Apenas para ilustrar o que estamos falando, em 2017, o Tribunal de Justiça de São Paulo – considerado o maior tribunal do mundo em volume de processos – julgou a Apelação nº 1029574-92.2015.8.26.0562 e considerou a regra “DAP” (“Delivered at Place”) para negar o pleito regressivo de uma seguradora que havia pago indenização securitária por avarias ocorridas durante o transporte aéreo de mercadorias importadas para o Brasil. Identificando a referida regra no contrato de compra e venda firmado pela empresa contratante do seguro, o referido tribunal entendeu que a responsabilidade pelo transporte principal era da vendedora/exportadora, e não da compradora/importadora (segurada). Sendo assim, os danos ocorridos durante o transporte principal não estavam cobertos pela apólice da compradora brasileira, tendo sua seguradora pago a indenização securitária por mera liberalidade.[2]


Nessa mesma ordem de ideias, agora, na exportação, a regra “FOB” (“Free on Board”) foi acolhida pelo mesmo tribunal paulista para afastar o direito de regresso da seguradora, na medida em que o dano fora constatado a bordo do navio, eximindo o transportador de dupla pena, em eventual indenização pelo mesmo ato, perante o comprador da mercadoria.[3]

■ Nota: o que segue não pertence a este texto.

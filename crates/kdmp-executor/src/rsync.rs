//! Volume to volume copies
//!
//! rsync jobs have no VolumeBackup; the controller reads their outcome from
//! the job itself. Progress only goes to the log.

use std::path::Path;

use once_cell::sync::Lazy;
use regex::Regex;
use tracing::{info, warn};

use crate::cli::RsyncArgs;
use crate::process::{self, EngineCommand, Stream};
use crate::ExecutorError;

const RSYNC: &str = "rsync";

/// Percent steps between progress log lines
const LOG_STEP: u32 = 10;

/// `--info=progress2` line: `  1,234,567  45%  10.20MB/s  0:00:12`
static PROGRESS: Lazy<Regex> = Lazy::new(|| {
    Regex::new(r"^\s*([\d,]+)\s+(\d+)%").unwrap_or_else(|e| panic!("invalid progress pattern: {e}"))
});

/// Copy the contents of the source directory, not the directory itself
fn contents_of(path: &Path) -> String {
    let path = path.display().to_string();
    if path.ends_with('/') {
        path
    } else {
        format!("{}/", path)
    }
}

pub fn command(args: &RsyncArgs) -> EngineCommand {
    EngineCommand::new(RSYNC)
        .args(args.flags())
        .args(["--info=progress2", "--no-inc-recursive"])
        .arg(contents_of(&args.source_path))
        .arg(contents_of(&args.destination_path))
}

/// Bytes copied and percent complete from a progress line
fn parse_progress(line: &str) -> Option<(u64, u32)> {
    let caps = PROGRESS.captures(line)?;
    let bytes = caps.get(1)?.as_str().replace(',', "").parse().ok()?;
    let percent = caps.get(2)?.as_str().parse().ok()?;
    Some((bytes, percent))
}

pub async fn run(args: &RsyncArgs) -> Result<(), ExecutorError> {
    let cmd = command(args);
    info!(command = %cmd.describe(), "starting rsync");

    let mut logged = 0;
    let output = process::stream(&cmd, |stream, line| match stream {
        Stream::Stdout => {
            if let Some((bytes, percent)) = parse_progress(line) {
                if percent >= logged + LOG_STEP || (percent == 100 && logged < 100) {
                    logged = percent;
                    info!(bytes, percent, "rsync progress");
                }
            }
        }
        Stream::Stderr => warn!(line, "rsync"),
    })
    .await?;

    if !output.success {
        return Err(ExecutorError::engine(RSYNC, output.failure_detail()));
    }
    info!("rsync completed");
    Ok(())
}
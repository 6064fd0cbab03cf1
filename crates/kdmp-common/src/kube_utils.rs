//! Kubernetes helpers shared by the controller, drivers and executor

use kube::api::{Api, Patch, PatchParams};
use kube::discovery::ApiResource;
use kube::Client;

/// Trait for typed resources that are not derived CRDs.
///
/// Provides the API version and kind as associated constants, so the
/// `ApiResource` for `DynamicObject` access is built in one place.
///
/// ```ignore
/// impl HasApiResource for CsiVolumeSnapshot {
///     const API_VERSION: &'static str = "snapshot.storage.k8s.io/v1";
///     const KIND: &'static str = "VolumeSnapshot";
/// }
///
/// let api: Api<DynamicObject> =
///     Api::namespaced_with(client, "apps", &CsiVolumeSnapshot::api_resource());
/// ```
pub trait HasApiResource {
    /// Full API version (e.g., "snapshot.storage.k8s.io/v1", "v1")
    const API_VERSION: &'static str;
    /// Resource kind (e.g., "VolumeSnapshot")
    const KIND: &'static str;

    fn api_resource() -> ApiResource {
        build_api_resource(Self::API_VERSION, Self::KIND)
    }
}

/// Build an ApiResource from an apiVersion and kind
pub fn build_api_resource(api_version: &str, kind: &str) -> ApiResource {
    let (group, version) = parse_api_version(api_version);
    ApiResource {
        group,
        version,
        kind: kind.to_string(),
        api_version: api_version.to_string(),
        plural: pluralize_kind(kind),
    }
}

/// Split `group/version` into its parts. A bare version has an empty group.
pub fn parse_api_version(api_version: &str) -> (String, String) {
    match api_version.split_once('/') {
        Some((group, version)) => (group.to_string(), version.to_string()),
        None => (String::new(), api_version.to_string()),
    }
}

/// Lower-case plural used in resource URLs
pub fn pluralize_kind(kind: &str) -> String {
    let lower = kind.to_lowercase();
    if lower.ends_with('s') || lower.ends_with("ch") || lower.ends_with("sh") {
        format!("{}es", lower)
    } else if lower.ends_with('y') && !lower.ends_with("ay") && !lower.ends_with("ey") {
        format!("{}ies", &lower[..lower.len() - 1])
    } else {
        format!("{}s", lower)
    }
}

pub fn is_not_found(err: &kube::Error) -> bool {
    matches!(err, kube::Error::Api(ae) if ae.code == 404)
}

/// 409 caused by a stale resourceVersion
pub fn is_conflict(err: &kube::Error) -> bool {
    matches!(err, kube::Error::Api(ae) if ae.code == 409 && ae.reason == "Conflict")
}

/// 409 returned by a create of an object that already exists
pub fn is_already_exists(err: &kube::Error) -> bool {
    matches!(err, kube::Error::Api(ae) if ae.code == 409 && ae.reason == "AlreadyExists")
}

/// Patch the status sub-resource of a namespaced resource.
///
/// When `resource_version` is given it is sent with the patch, so the API
/// server rejects the write with a 409 if the object changed since it was
/// read.
pub async fn patch_resource_status<T>(
    client: &Client,
    name: &str,
    namespace: &str,
    resource_version: Option<&str>,
    status: &impl serde::Serialize,
    field_manager: &str,
) -> std::result::Result<(), kube::Error>
where
    T: kube::Resource<Scope = k8s_openapi::NamespaceResourceScope>
        + Clone
        + serde::de::DeserializeOwned
        + std::fmt::Debug,
    <T as kube::Resource>::DynamicType: Default,
{
    let api: Api<T> = Api::namespaced(client.clone(), namespace);
    let patch = status_patch(resource_version, status);
    api.patch_status(name, &PatchParams::apply(field_manager), &Patch::Merge(&patch))
        .await?;
    Ok(())
}

fn status_patch(resource_version: Option<&str>, status: &impl serde::Serialize) -> serde_json::Value {
    match resource_version {
        Some(rv) => serde_json::json!({
            "metadata": { "resourceVersion": rv },
            "status": status,
        }),
        None => serde_json::json!({ "status": status }),
    }
}

/// Compute a deterministic hash of the input, returning a 16-char hex digest.
///
/// Truncated SHA-256, stable across toolchains, so it is safe to persist in
/// resource names.
pub fn deterministic_hash(input: &str) -> String {
    use aws_lc_rs::digest;
    let hash = digest::digest(&digest::SHA256, input.as_bytes());
    hash.as_ref()[..8]
        .iter()
        .fold(String::with_capacity(16), |mut s, b| {
            use std::fmt::Write;
            let _ = write!(s, "{:02x}", b);
            s
        })
}
//! Kopia drivers
//!
//! Backup and restore move data; delete and maintenance only touch the
//! repository, so they run without a PVC and report no progress.

use async_trait::async_trait;

use crate::engine::{self, Engine};
use crate::{DriverContext, DriverError, DriverName, JobInfo, JobOptions, TransferDriver};

pub struct KopiaBackup {
    ctx: DriverContext,
}

impl KopiaBackup {
    pub fn new(ctx: DriverContext) -> Self {
        Self { ctx }
    }
}

#[async_trait]
impl TransferDriver for KopiaBackup {
    fn name(&self) -> DriverName {
        DriverName::KopiaBackup
    }

    async fn start_job(&self, opts: &JobOptions) -> Result<String, DriverError> {
        let (plan, command) = engine::backup(self.name(), Engine::Kopia, opts)?;
        self.ctx.launch(opts, plan, move |_| command).await
    }

    async fn delete_job(&self, id: &str) -> Result<(), DriverError> {
        self.ctx.delete(id).await
    }

    async fn job_status(&self, id: &str) -> Result<JobInfo, DriverError> {
        self.ctx.status(id, true).await
    }
}

pub struct KopiaRestore {
    ctx: DriverContext,
}

impl KopiaRestore {
    pub fn new(ctx: DriverContext) -> Self {
        Self { ctx }
    }
}

#[async_trait]
impl TransferDriver for KopiaRestore {
    fn name(&self) -> DriverName {
        DriverName::KopiaRestore
    }

    async fn start_job(&self, opts: &JobOptions) -> Result<String, DriverError> {
        let (plan, command) = engine::restore(self.name(), Engine::Kopia, opts)?;
        self.ctx.launch(opts, plan, move |_| command).await
    }

    async fn delete_job(&self, id: &str) -> Result<(), DriverError> {
        self.ctx.delete(id).await
    }

    async fn job_status(&self, id: &str) -> Result<JobInfo, DriverError> {
        self.ctx.status(id, true).await
    }
}

/// Remove one engine snapshot from a repository
pub struct KopiaDelete {
    ctx: DriverContext,
}

impl KopiaDelete {
    pub fn new(ctx: DriverContext) -> Self {
        Self { ctx }
    }
}

#[async_trait]
impl TransferDriver for KopiaDelete {
    fn name(&self) -> DriverName {
        DriverName::KopiaDelete
    }

    async fn start_job(&self, opts: &JobOptions) -> Result<String, DriverError> {
        let snapshot_id = opts.require_snapshot_id(self.name())?;
        let (plan, command) =
            engine::repository_task(self.name(), "delete", opts, Some(snapshot_id))?;
        self.ctx.launch(opts, plan, move |_| command).await
    }

    async fn delete_job(&self, id: &str) -> Result<(), DriverError> {
        self.ctx.delete(id).await
    }

    async fn job_status(&self, id: &str) -> Result<JobInfo, DriverError> {
        self.ctx.status(id, false).await
    }
}

/// Run repository maintenance; limited to one job at a time by default
pub struct KopiaMaintenance {
    ctx: DriverContext,
}

impl KopiaMaintenance {
    pub fn new(ctx: DriverContext) -> Self {
        Self { ctx }
    }
}

#[async_trait]
impl TransferDriver for KopiaMaintenance {
    fn name(&self) -> DriverName {
        DriverName::KopiaMaintenance
    }

    async fn start_job(&self, opts: &JobOptions) -> Result<String, DriverError> {
        let (plan, command) = engine::repository_task(self.name(), "maintenance", opts, None)?;
        self.ctx.launch(opts, plan, move |_| command).await
    }

    async fn delete_job(&self, id: &str) -> Result<(), DriverError> {
        self.ctx.delete(id).await
    }

    async fn job_status(&self, id: &str) -> Result<JobInfo, DriverError> {
        self.ctx.status(id, false).await
    }
}
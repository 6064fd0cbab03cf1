//! Request classification
//!
//! Maps the engine type and the kinds of the source and destination
//! references onto a transfer driver.

use kdmp_common::crd::{DataExportSpec, DataExportType, ReferenceKind};
use kdmp_drivers::DriverName;

use crate::Error;

/// What a DataExport asks for
#[derive(Clone, Copy, Debug, PartialEq, Eq)]
pub struct Classification {
    pub driver: DriverName,
    /// Snapshot the source before transferring
    pub with_snapshot: bool,
}

/// Pick the driver for a request.
///
/// rsync copies PVC to PVC. restic and kopia back a PVC up into a
/// BackupLocation, or restore a VolumeBackup into a PVC.
pub fn classify(spec: &DataExportSpec) -> Result<Classification, Error> {
    let source = spec.source.kind();
    let destination = spec.destination.kind();

    let driver = match spec.type_ {
        DataExportType::Rsync => match (&source, &destination) {
            (ReferenceKind::PersistentVolumeClaim, ReferenceKind::PersistentVolumeClaim) => {
                DriverName::Rsync
            }
            _ => return Err(unsupported(spec, &source, &destination)),
        },
        DataExportType::Restic => engine_driver(
            spec,
            &source,
            &destination,
            DriverName::ResticBackup,
            DriverName::ResticRestore,
        )?,
        DataExportType::Kopia => engine_driver(
            spec,
            &source,
            &destination,
            DriverName::KopiaBackup,
            DriverName::KopiaRestore,
        )?,
    };

    let with_snapshot = spec.snapshot_class().is_some();
    if with_snapshot && source != ReferenceKind::PersistentVolumeClaim {
        return Err(Error::validation(format!(
            "snapshot storage class {} requires a PersistentVolumeClaim source",
            spec.snapshot_class().unwrap_or_default()
        )));
    }

    Ok(Classification {
        driver,
        with_snapshot,
    })
}

fn engine_driver(
    spec: &DataExportSpec,
    source: &ReferenceKind,
    destination: &ReferenceKind,
    backup: DriverName,
    restore: DriverName,
) -> Result<DriverName, Error> {
    match (source, destination) {
        (ReferenceKind::PersistentVolumeClaim, ReferenceKind::BackupLocation) => Ok(backup),
        (ReferenceKind::VolumeBackup, ReferenceKind::PersistentVolumeClaim) => Ok(restore),
        _ => Err(unsupported(spec, source, destination)),
    }
}

fn unsupported(spec: &DataExportSpec, source: &ReferenceKind, destination: &ReferenceKind) -> Error {
    Error::validation(format!(
        "{} does not support {} to {}",
        spec.type_,
        kind_name(source),
        kind_name(destination)
    ))
}

fn kind_name(kind: &ReferenceKind) -> &str {
    match kind {
        ReferenceKind::PersistentVolumeClaim => "PersistentVolumeClaim",
        ReferenceKind::BackupLocation => "BackupLocation",
        ReferenceKind::VolumeBackup => "VolumeBackup",
        ReferenceKind::Unsupported(gvk) => gvk,
    }
}
//! Restic backup and restore drivers

use async_trait::async_trait;

use crate::engine::{self, Engine};
use crate::{DriverContext, DriverError, DriverName, JobInfo, JobOptions, TransferDriver};

/// Back up a PVC into a restic repository
pub struct ResticBackup {
    ctx: DriverContext,
}

impl ResticBackup {
    pub fn new(ctx: DriverContext) -> Self {
        Self { ctx }
    }
}

#[async_trait]
impl TransferDriver for ResticBackup {
    fn name(&self) -> DriverName {
        DriverName::ResticBackup
    }

    async fn start_job(&self, opts: &JobOptions) -> Result<String, DriverError> {
        let (plan, command) = engine::backup(self.name(), Engine::Restic, opts)?;
        self.ctx.launch(opts, plan, move |_| command).await
    }

    async fn delete_job(&self, id: &str) -> Result<(), DriverError> {
        self.ctx.delete(id).await
    }

    async fn job_status(&self, id: &str) -> Result<JobInfo, DriverError> {
        self.ctx.status(id, true).await
    }
}

/// Restore a restic snapshot into a PVC
pub struct ResticRestore {
    ctx: DriverContext,
}

impl ResticRestore {
    pub fn new(ctx: DriverContext) -> Self {
        Self { ctx }
    }
}

#[async_trait]
impl TransferDriver for ResticRestore {
    fn name(&self) -> DriverName {
        DriverName::ResticRestore
    }

    async fn start_job(&self, opts: &JobOptions) -> Result<String, DriverError> {
        let (plan, command) = engine::restore(self.name(), Engine::Restic, opts)?;
        self.ctx.launch(opts, plan, move |_| command).await
    }

    async fn delete_job(&self, id: &str) -> Result<(), DriverError> {
        self.ctx.delete(id).await
    }

    async fn job_status(&self, id: &str) -> Result<JobInfo, DriverError> {
        self.ctx.status(id, true).await
    }
}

Por sua vez, quando o assunto é embalagem, as 11 regras de INCOTERMS® são unânimes em atribuir ao vendedor a responsabilidade pelo fornecimento de embalagem adequada para o transporte, salvo quando o comprador der instruções em contrário. Embora o transportador disponha do poder de recusa de mercadorias cuja embalagem seja inadequada (artigo 746 do Código Civil brasileiro), não é ele quem compete essa ingerência, tanto no processo de embalagem, quanto no acondicionamento das mercadorias. Recentemente (julho/2019), o tribunal paulista deu provimento à Apelação nº 1006240-37.2018.8.26.0008 para isentar a transportadora marítima de responsabilidade por avarias ocorridas em razão do mau acondicionamento da carga no contêiner. A identificação da regra “EXW” (“Ex Works”) foi decisiva para que o julgador entendesse que, no caso, era do comprador a responsabilidade pelo acondicionamento da carga no contêiner entregue ao transportador marítimo, e que inexistia nexo de causalidade entre as avarias ocorridas e o serviço de transporte.[4]


Enfim, tais julgados apenas ilustram a boa aceitação das regras INCOTERMS® pelos Judiciário brasileiro, que vem aprofundando as análises que giram em torno dos termos internacionais de comércio, bem como do seu impacto nos contratos de transporte e de seguro, gerando maior segurança e previsibilidade para todos aqueles que realizam ou que pretendem firmar compromissos com empresas brasileiras.


Com os termos de 2020, acreditamos, não será diferente.

[1] Maiores detalhes em https://iccwbo.org/media-wall/news-speeches/icc-announces-launch-date-incoterms-2020/.

[2] TJSP – Apelação nº 1029574-92.2015.8.26.0562 – 20ª Câmara de Direito Privado – Rel. Des. Roberto Maia – j. 04/09/2017.

[3] TJSP – Apelação nº 0042027-44.2012.8.26.0562 – 23ª Câmara de Direito Privado – Rel. Des. Paulo Roberto de Santana – j. 21/06/2017.

[4] TJSP – Apelação nº 1006240-37.2018.8.26.0008 – 15ª Câmara de Direito Privado – Rel. Des. Elói Estevão Troly – j. 30/07/2019.